PROBLEM » What you return should be each line of the data containing the string "format".

[Stored entries]
—————

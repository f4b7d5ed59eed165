use std::collections::HashMap;

use super::ConfigError;

/// A single configuration value that can be converted to various types.
#[derive(Debug, Clone, PartialEq)]
pub enum ConfigValue {
    String(String),
    Integer(i64),
    Float(f64),
    Bool(bool),
    Null,
    List(Vec<ConfigValue>),
    Map(HashMap<String, ConfigValue>),
}

impl ConfigValue {
    pub(crate) fn from_yaml(value: &serde_yaml::Value) -> Self {
        match value {
            serde_yaml::Value::Bool(b) => ConfigValue::Bool(*b),
            serde_yaml::Value::Number(n) => {
                if let Some(i) = n.as_i64() {
                    ConfigValue::Integer(i)
                } else if let Some(f) = n.as_f64() {
                    ConfigValue::Float(f)
                } else {
                    ConfigValue::String(n.to_string())
                }
            }
            serde_yaml::Value::String(s) => ConfigValue::String(s.clone()),
            serde_yaml::Value::Null => ConfigValue::Null,
            serde_yaml::Value::Sequence(seq) => {
                ConfigValue::List(seq.iter().map(ConfigValue::from_yaml).collect())
            }
            serde_yaml::Value::Mapping(map) => {
                let mut result = HashMap::new();
                for (k, v) in map {
                    let key = match k {
                        serde_yaml::Value::String(s) => s.clone(),
                        other => format!("{other:?}"),
                    };
                    result.insert(key, ConfigValue::from_yaml(v));
                }
                ConfigValue::Map(result)
            }
            other => ConfigValue::String(format!("{other:?}")),
        }
    }

    /// Render the value as a plain string, for placeholder interpolation.
    pub(crate) fn render(&self) -> Option<String> {
        match self {
            ConfigValue::String(s) => Some(s.clone()),
            ConfigValue::Integer(i) => Some(i.to_string()),
            ConfigValue::Float(f) => Some(f.to_string()),
            ConfigValue::Bool(b) => Some(b.to_string()),
            _ => None,
        }
    }
}

impl From<&str> for ConfigValue {
    fn from(s: &str) -> Self {
        ConfigValue::String(s.to_string())
    }
}

impl From<String> for ConfigValue {
    fn from(s: String) -> Self {
        ConfigValue::String(s)
    }
}

impl From<i64> for ConfigValue {
    fn from(i: i64) -> Self {
        ConfigValue::Integer(i)
    }
}

impl From<bool> for ConfigValue {
    fn from(b: bool) -> Self {
        ConfigValue::Bool(b)
    }
}

/// Trait for converting a `ConfigValue` into a concrete type.
#[diagnostic::on_unimplemented(
    message = "`{Self}` cannot be used as a config value type",
    label = "not a valid config value type",
    note = "built-in types: String, integers, f64, bool, Option<T>, Vec<T>. Implement `FromConfigValue` for custom types."
)]
pub trait FromConfigValue: Sized {
    fn from_config_value(value: &ConfigValue, key: &str) -> Result<Self, ConfigError>;
}

impl FromConfigValue for String {
    fn from_config_value(value: &ConfigValue, key: &str) -> Result<Self, ConfigError> {
        match value {
            ConfigValue::String(s) => Ok(s.clone()),
            ConfigValue::Integer(i) => Ok(i.to_string()),
            ConfigValue::Float(f) => Ok(f.to_string()),
            ConfigValue::Bool(b) => Ok(b.to_string()),
            _ => Err(ConfigError::TypeMismatch {
                key: key.to_string(),
                expected: "String",
            }),
        }
    }
}

impl FromConfigValue for i64 {
    fn from_config_value(value: &ConfigValue, key: &str) -> Result<Self, ConfigError> {
        match value {
            ConfigValue::Integer(i) => Ok(*i),
            ConfigValue::String(s) => s.trim().parse().map_err(|_| ConfigError::TypeMismatch {
                key: key.to_string(),
                expected: "i64",
            }),
            _ => Err(ConfigError::TypeMismatch {
                key: key.to_string(),
                expected: "i64",
            }),
        }
    }
}

macro_rules! int_from_config_value {
    ($($ty:ty),*) => {
        $(
            impl FromConfigValue for $ty {
                fn from_config_value(value: &ConfigValue, key: &str) -> Result<Self, ConfigError> {
                    let wide = i64::from_config_value(value, key).map_err(|_| {
                        ConfigError::TypeMismatch {
                            key: key.to_string(),
                            expected: stringify!($ty),
                        }
                    })?;
                    <$ty>::try_from(wide).map_err(|_| ConfigError::TypeMismatch {
                        key: key.to_string(),
                        expected: stringify!($ty),
                    })
                }
            }
        )*
    };
}

int_from_config_value!(i8, i16, i32, u8, u16, u32, u64, usize);

impl FromConfigValue for f64 {
    fn from_config_value(value: &ConfigValue, key: &str) -> Result<Self, ConfigError> {
        match value {
            ConfigValue::Float(f) => Ok(*f),
            ConfigValue::Integer(i) => Ok(*i as f64),
            ConfigValue::String(s) => s.trim().parse().map_err(|_| ConfigError::TypeMismatch {
                key: key.to_string(),
                expected: "f64",
            }),
            _ => Err(ConfigError::TypeMismatch {
                key: key.to_string(),
                expected: "f64",
            }),
        }
    }
}

impl FromConfigValue for f32 {
    fn from_config_value(value: &ConfigValue, key: &str) -> Result<Self, ConfigError> {
        f64::from_config_value(value, key).map(|f| f as f32)
    }
}

impl FromConfigValue for bool {
    fn from_config_value(value: &ConfigValue, key: &str) -> Result<Self, ConfigError> {
        match value {
            ConfigValue::Bool(b) => Ok(*b),
            ConfigValue::String(s) => match s.trim().to_lowercase().as_str() {
                "true" | "yes" | "on" | "1" => Ok(true),
                "false" | "no" | "off" | "0" => Ok(false),
                _ => Err(ConfigError::TypeMismatch {
                    key: key.to_string(),
                    expected: "bool",
                }),
            },
            _ => Err(ConfigError::TypeMismatch {
                key: key.to_string(),
                expected: "bool",
            }),
        }
    }
}

impl<T: FromConfigValue> FromConfigValue for Option<T> {
    fn from_config_value(value: &ConfigValue, key: &str) -> Result<Self, ConfigError> {
        match value {
            ConfigValue::Null => Ok(None),
            v => T::from_config_value(v, key).map(Some),
        }
    }
}

impl<T: FromConfigValue> FromConfigValue for Vec<T> {
    fn from_config_value(value: &ConfigValue, key: &str) -> Result<Self, ConfigError> {
        match value {
            ConfigValue::List(items) => items
                .iter()
                .enumerate()
                .map(|(i, v)| T::from_config_value(v, &format!("{key}[{i}]")))
                .collect(),
            // Comma-separated string fallback, e.g. "a, b, c" from an env var.
            ConfigValue::String(s) => s
                .split(',')
                .map(|part| {
                    T::from_config_value(&ConfigValue::String(part.trim().to_string()), key)
                })
                .collect(),
            other => Ok(vec![T::from_config_value(other, key)?]),
        }
    }
}

impl<T: FromConfigValue> FromConfigValue for HashMap<String, T> {
    fn from_config_value(value: &ConfigValue, key: &str) -> Result<Self, ConfigError> {
        match value {
            ConfigValue::Map(entries) => entries
                .iter()
                .map(|(k, v)| {
                    T::from_config_value(v, &format!("{key}.{k}")).map(|v| (k.clone(), v))
                })
                .collect(),
            _ => Err(ConfigError::TypeMismatch {
                key: key.to_string(),
                expected: "map",
            }),
        }
    }
}

#[cfg(test)]
mod tests {
    use super::*;

    #[test]
    fn bool_truthy_set() {
        for raw in ["true", "YES", "On", "1"] {
            let v = ConfigValue::String(raw.into());
            assert!(bool::from_config_value(&v, "k").unwrap(), "{raw}");
        }
        for raw in ["false", "No", "OFF", "0"] {
            let v = ConfigValue::String(raw.into());
            assert!(!bool::from_config_value(&v, "k").unwrap(), "{raw}");
        }
    }

    #[test]
    fn bool_rejects_other_strings() {
        let v = ConfigValue::String("maybe".into());
        assert!(bool::from_config_value(&v, "k").is_err());
    }

    #[test]
    fn int_rejects_non_numeric() {
        let v = ConfigValue::String("eight".into());
        assert!(i64::from_config_value(&v, "k").is_err());
    }

    #[test]
    fn narrow_int_out_of_range() {
        let v = ConfigValue::Integer(70000);
        assert!(u16::from_config_value(&v, "k").is_err());
        assert_eq!(u32::from_config_value(&v, "k").unwrap(), 70000);
    }

    #[test]
    fn vec_from_comma_separated() {
        let v = ConfigValue::String("a, b ,c".into());
        let parsed: Vec<String> = Vec::from_config_value(&v, "k").unwrap();
        assert_eq!(parsed, vec!["a", "b", "c"]);
    }

    #[test]
    fn vec_from_list() {
        let v = ConfigValue::List(vec![ConfigValue::Integer(1), ConfigValue::Integer(2)]);
        let parsed: Vec<i64> = Vec::from_config_value(&v, "k").unwrap();
        assert_eq!(parsed, vec![1, 2]);
    }
}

—————

PROBLEM SOLUTION »
                        other => format!("{other:?}"),
            other => ConfigValue::String(format!("{other:?}")),
                .map(|(i, v)| T::from_config_value(v, &format!("{key}[{i}]")))
                    T::from_config_value(v, &format!("{key}.{k}")).map(|v| (k.clone(), v))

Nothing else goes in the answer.